Successive polls proved Patil’s deftness in ensuring that the changes didn’t backfire. In March 2021, the BJP convincingly won the local body elections, including all the six municipal corporations. In October 2021, the party didn’t just wrest the Congress bastion of Gandhinagar Municipal Corporation, but swept it, winning from 41 of the 44 wards.
Then came the 2022 Assembly polls, which were seen as a litmus test of whether the BJP’s overhaul of its state unit would help it duck anti-incumbency, and if it had put the 2017 results behind.

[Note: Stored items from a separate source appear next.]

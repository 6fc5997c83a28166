//! Application state for the HTTP server

use crate::Config;
use crate::client::ConversationSource;
use std::sync::Arc;

/// Shared application state accessible to all route handlers
///
/// Cloned for each request (cheap Arc clone). Holds nothing export-specific.
#[derive(Clone)]
pub struct AppState {
    /// Where ticket conversations are fetched from
    pub source: Arc<dyn ConversationSource>,

    /// Configuration
    pub config: Arc<Config>,
}

impl AppState {
    /// Create a new AppState
    pub fn new(source: Arc<dyn ConversationSource>, config: Arc<Config>) -> Self {
        Self { source, config }
    }
}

The BJP defied naysayers on both counts by winning the Assembly elections with the largest-ever majority in Gujarat’s history (156, or 85% of the Assembly seats).

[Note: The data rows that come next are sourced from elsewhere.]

//! Request dispatcher: allocate a slot, run one blocking exchange, strip
//! the status prefix from the response, release the slot.

use crate::config::DispatcherConfig;
use crate::error::{Error, Result};
use crate::pool::{PoolSnapshot, SlotGuard, SlotPool};
use crate::transport::{
    HttpTransportFactory, Transport, TransportError, TransportFactory, TransportKind,
};

/// Callback receiving every failure the dispatcher observes, in addition to
/// the structured log. Replaces the blocking alert dialog of the legacy
/// client environment.
pub type ErrorHook = Box<dyn Fn(&Error) + Send + Sync>;

/// Marks the end of out-of-band data in a response: everything up to and
/// including the first occurrence is discarded before the payload is
/// returned.
pub const PAYLOAD_DELIMITER: char = '\x07';

/// Blocking HTTP request dispatcher over a fixed pool of transport slots.
///
/// `dispatch` blocks its calling thread for the duration of the exchange.
/// The pool bounds concurrent exchanges at `pool_capacity - 1`; the
/// dispatcher itself is `Send + Sync` and is shared across threads by
/// reference.
pub struct Dispatcher {
    config: DispatcherConfig,
    pool: SlotPool,
    error_hook: Option<ErrorHook>,
}

impl Dispatcher {
    /// Dispatcher backed by the production HTTP transport.
    pub fn new(config: DispatcherConfig) -> Self {
        let factory = Box::new(HttpTransportFactory::new(config.request_timeout));
        Self::with_factory(config, factory)
    }

    /// Dispatcher backed by a caller-provided transport factory.
    pub fn with_factory(config: DispatcherConfig, factory: Box<dyn TransportFactory>) -> Self {
        let pool = SlotPool::new(config.pool_capacity, factory);
        Self {
            config,
            pool,
            error_hook: None,
        }
    }

    /// Install a hook observing every failure, including the recovered
    /// `RequestFailed` kind.
    pub fn on_error(mut self, hook: impl Fn(&Error) + Send + Sync + 'static) -> Self {
        self.error_hook = Some(Box::new(hook));
        self
    }

    /// The underlying slot pool.
    pub fn pool(&self) -> &SlotPool {
        &self.pool
    }

    /// Counts of slot states right now.
    pub fn pool_snapshot(&self) -> PoolSnapshot {
        self.pool.snapshot()
    }

    /// Perform one blocking request/response exchange.
    ///
    /// `request` is `"<url>?<urlencoded-body>"` or a bare URL; the dispatch
    /// POSTs the body part (empty when absent) to the URL part. In GET mode
    /// on a legacy-kind slot the whole string is fetched as the URL.
    ///
    /// Transport failures during the exchange are reported through the
    /// error hook and log, then recovered as `Ok("")`. Pool exhaustion and
    /// transport construction failures are returned as errors. The held
    /// slot is released in every case.
    pub fn dispatch(&self, request: &str) -> Result<String> {
        let guard = match self.pool.acquire() {
            Ok(guard) => guard,
            Err(error) => {
                tracing::error!(%error, "dispatch aborted");
                self.report(&error);
                return Err(error);
            }
        };

        match self.exchange(&guard, request) {
            Ok(response) => Ok(strip_status_prefix(response)),
            Err(cause) => {
                let error = Error::RequestFailed {
                    slot: guard.index(),
                    reason: cause.to_string(),
                };
                tracing::error!(%error, "exchange failed, returning empty response");
                self.report(&error);
                Ok(String::new())
            }
        }
    }

    fn exchange(
        &self,
        guard: &SlotGuard<'_>,
        request: &str,
    ) -> std::result::Result<String, TransportError> {
        if self.config.use_get_method && guard.kind() == TransportKind::Legacy {
            tracing::debug!(slot = guard.index(), url = request, "dispatching GET");
            return guard.transport().get(request);
        }

        let (url, body) = split_request(request);
        tracing::debug!(
            slot = guard.index(),
            url,
            body_bytes = body.map_or(0, str::len),
            "dispatching POST"
        );
        guard.transport().post_form(url, body.unwrap_or(""))
    }

    fn report(&self, error: &Error) {
        if let Some(hook) = &self.error_hook {
            hook(error);
        }
    }
}

/// Split a request string at the first `?` into URL and body parts. With no
/// `?` the body is absent.
fn split_request(request: &str) -> (&str, Option<&str>) {
    match request.split_once('?') {
        Some((url, body)) => (url, Some(body)),
        None => (request, None),
    }
}

/// Drop everything up to and including the first BEL byte; servers prefix
/// out-of-band status data before it.
fn strip_status_prefix(mut response: String) -> String {
    if let Some(position) = response.find(PAYLOAD_DELIMITER) {
        tracing::trace!(discarded = position + 1, "stripped status prefix");
        response.drain(..=position);
    }
    response
}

When Patil’s three-year tenure ended in July 2023, the BJP gave him an extension, choosing to go with him for the 2024 Lok Sabha elections. Patil delivered again, with the BJP – despite setbacks in other parts of the country – winning 25 of the 26 Lok Sabha seats in Gujarat.
Move to Delhi
When Modi returned to power as PM in 2024, Paatil was inducted into the Union Cabinet as Minister for Jal Shakti. Since then, his stepping down as Gujarat BJP chief was imminent. The party, however, struggled to find an adequate replacement.
Among the frontrunners for the next Gujarat BJP chief, who is expected to be a “consensus” choice, is state minister Jagdish Vishwakarma or Jagdish Panchal, an OBC leader and MLA from Ahmedabad.
As chief, Patil’s initiatives in the Gujarat BJP included setting up ‘page committees’ across the state. Each panel was in-charge of a list of committed party supporters per page of an electoral roll. Modi expressed his appreciation for the move in a letter to the BJP Gujarat unit.
Patil introduced the concept of having a party mandate for local body polls, and put in place a system for greater interaction between BJP ministers and party workers and the people.
The moves that didn’t go down as well were the Gujarat Cattle Control (Keeping and Moving) in Urban Areas Bill, 2022, which was seen as Patil’s idea and which had to be withdrawn amid protests by the Maldhari community. Similarly, a project to interlink the Par, Tapi and Narmada waters, which Patil reportedly backed, was put in abeyance following protests by tribals.
Another time Patil courted controversy was in April 2021, when amid a dire shortage of the antiviral drug Remdesivir during the second wave of Covid-19, he announced that he would distribute 5,000 vials of it to the needy, from the Surat BJP office.
The details of the decision to remove two powerful general secretaries of the state unit, Bhargav Bhatt and Pradipsinh Vaghela, remain unknown. The two posts still lie vacant.
Despite the rows, a senior BJP leader said: “I would rate Patil as the best president the party has ever had. He introduced a killer instinct in the state unit, to never give up, and the use of data to manage polls. He filled party posts down to the bottom that had been lying vacant for long.”
The party leader added that Patil’s style may have been “my way or the highway”, but ultimately the BJP gained. “He knows how to get things done. And he did that.”
Another party leader said, “You may disagree with Patil’s style of functioning, but no one can deny that he revived the BJP after the near debacle of the 2017 assembly elections and the Covid-19 pandemic.”